Hello. In this set of videos, we're going to be talking about how we can add second, third, and sometimes even four variables into our plots. But before we get into the visualization, I'm also going to take a video to show you how we can use melt, the function, to transform our data into a more plottable format.
So, here we are in a new Google Colab file for this part of the lesson. And in particular, we've got the libraries that we're using that we've used before, but we are now adding in num pi, which we have nicknamed as np. So, let's get into the data. So, I've already mounted my Google Drive using option one from earlier. And I'm going to go ahead and read it in. And the data that we are working with is from mission scenarios. So, this data, actually going to cut that, cut that short to make it a little bit easier to type later on. And essentially what these emission scenarios are, they're published by the US, and they're saying what percent change that we might have in emissions based off of different scenarios. So, in 2005 we assumed 100 percent fossil fuel emissions. And then, when we do reference in 2035, those emissions drop because we're actually having negative emissions from zero carbon and solar, and we've got differences here based off of these different scenarios.

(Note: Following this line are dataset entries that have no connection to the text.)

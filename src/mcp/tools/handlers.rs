//! Tool execution handlers.
//!
//! Each handler extracts its arguments from the raw JSON value, calls
//! the Trello client, and renders the result as formatted JSON text.
//! Mutating tools prefix a short confirmation line so the agent sees at
//! a glance that the write landed.

use super::ToolResult;
use crate::trello::TrelloClient;
use crate::{Error, Result};
use serde::Serialize;
use serde_json::Value;

/// Extracts a required string argument.
fn require_str<'a>(arguments: &'a Value, key: &str) -> Result<&'a str> {
    arguments
        .get(key)
        .and_then(Value::as_str)
        .ok_or_else(|| Error::InvalidInput(format!("missing required argument: {key}")))
}

/// Extracts an optional string argument.
fn optional_str<'a>(arguments: &'a Value, key: &str) -> Option<&'a str> {
    arguments.get(key).and_then(Value::as_str)
}

/// Extracts an optional array-of-strings argument.
fn optional_str_list(arguments: &Value, key: &str) -> Result<Option<Vec<String>>> {
    let Some(raw) = arguments.get(key) else {
        return Ok(None);
    };

    let items = raw
        .as_array()
        .ok_or_else(|| Error::InvalidInput(format!("argument '{key}' must be an array")))?;

    items
        .iter()
        .map(|item| {
            item.as_str().map(str::to_string).ok_or_else(|| {
                Error::InvalidInput(format!("argument '{key}' must contain only strings"))
            })
        })
        .collect::<Result<Vec<String>>>()
        .map(Some)
}

/// Pretty-prints a serializable value for the tool response.
fn pretty<T: Serialize>(value: &T) -> String {
    serde_json::to_string_pretty(value).unwrap_or_else(|_| "null".to_string())
}

/// Handles `trello_list_boards`.
pub fn execute_list_boards(client: &TrelloClient, _arguments: &Value) -> Result<ToolResult> {
    let boards = client.list_boards()?;
    Ok(ToolResult::text(pretty(&boards)))
}

/// Handles `trello_list_cards`.
pub fn execute_list_cards(client: &TrelloClient, arguments: &Value) -> Result<ToolResult> {
    let board_id = require_str(arguments, "boardId")?;
    let cards = client.list_cards(board_id)?;
    Ok(ToolResult::text(pretty(&cards)))
}

/// Handles `trello_get_card`.
pub fn execute_get_card(client: &TrelloClient, arguments: &Value) -> Result<ToolResult> {
    let card_id = require_str(arguments, "cardId")?;
    let card = client.get_card(card_id)?;
    Ok(ToolResult::text(pretty(&card)))
}

/// Handles `trello_update_card`.
pub fn execute_update_card(client: &TrelloClient, arguments: &Value) -> Result<ToolResult> {
    let card_id = require_str(arguments, "cardId")?;
    let name = optional_str(arguments, "name");
    let desc = optional_str(arguments, "desc");

    let card = client.update_card(card_id, name, desc)?;
    Ok(ToolResult::text(format!(
        "Card updated successfully:\n{}",
        pretty(&card)
    )))
}

/// Handles `trello_add_comment`.
pub fn execute_add_comment(client: &TrelloClient, arguments: &Value) -> Result<ToolResult> {
    let card_id = require_str(arguments, "cardId")?;
    let text = require_str(arguments, "text")?;

    let comment = client.add_comment(card_id, text)?;
    Ok(ToolResult::text(format!(
        "Comment added successfully:\n{}",
        pretty(&comment)
    )))
}

/// Handles `trello_create_card`.
pub fn execute_create_card(client: &TrelloClient, arguments: &Value) -> Result<ToolResult> {
    let list_id = require_str(arguments, "listId")?;
    let name = require_str(arguments, "name")?;
    let desc = optional_str(arguments, "desc");
    let label_ids = optional_str_list(arguments, "labelIds")?;

    let card = client.create_card(list_id, name, desc, label_ids.as_deref())?;
    let short_url = card
        .get("shortUrl")
        .and_then(Value::as_str)
        .unwrap_or_default();
    Ok(ToolResult::text(format!(
        "Card created: {short_url}\n{}",
        pretty(&card)
    )))
}

/// Handles `trello_get_board_lists`.
pub fn execute_get_board_lists(client: &TrelloClient, arguments: &Value) -> Result<ToolResult> {
    let board_id = require_str(arguments, "boardId")?;
    let lists = client.get_board_lists(board_id)?;
    Ok(ToolResult::text(pretty(&lists)))
}

/// Handles `trello_get_board_labels`.
pub fn execute_get_board_labels(client: &TrelloClient, arguments: &Value) -> Result<ToolResult> {
    let board_id = require_str(arguments, "boardId")?;
    let labels = client.get_board_labels(board_id)?;
    Ok(ToolResult::text(pretty(&labels)))
}

/// Handles `trello_get_cards_by_label`.
pub fn execute_get_cards_by_label(client: &TrelloClient, arguments: &Value) -> Result<ToolResult> {
    let board_id = require_str(arguments, "boardId")?;
    let label_name = require_str(arguments, "labelName")?;

    let cards = client.get_cards_by_label(board_id, label_name)?;
    Ok(ToolResult::text(pretty(&cards)))
}

/// Handles `trello_watch_label`.
pub fn execute_watch_label(client: &TrelloClient, arguments: &Value) -> Result<ToolResult> {
    let board_id = require_str(arguments, "boardId")?;
    let label_name = require_str(arguments, "labelName")?;
    let since = optional_str(arguments, "sinceTimestamp");

    let result = client.watch_label(board_id, label_name, since)?;
    Ok(ToolResult::text(pretty(&result)))
}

And now we could go ahead and plot this to see a variety of different plots, but it's very difficult to work with data sets that are, what we call, wide data sets. Meaning, that there's many columns that fall into different row-based categories, instead of being long and having a short amount of column-based categories. And so, in order to get this data set into what we call long form, we need to use the melt command. And so, I'm going to create a new data frame called emsc_melt. And I'm just going to type our original data frame dot melt.
And there are several things that go into melting the data set. The first is that we need to tell it which variables we want to maintain as they are now. And in this case, we want to maintain category. So, this is the column name. Up here, we want these variables to be the same in our new melted data set. What we want, though, is all of these numbers to be in a single column. And we want these row or column names to become their own categorical variable. And so, we need to provide what we will name our new variable, and in this case, this is whatever your column names currently are. So, we'll just name it source because that's the source of electricity up here. And then we also need to provide a value name, and this is whatever your actual numbers are. And so, we will just call that, emissions. And so, then if we print this, we can see that this data is now what we call long form. All the numbers are in a single column, and we've got these categories. Instead of being individual columns, they're now within a single column to specify. And this really helps us when we go to plot, which we will do in the upcoming videos.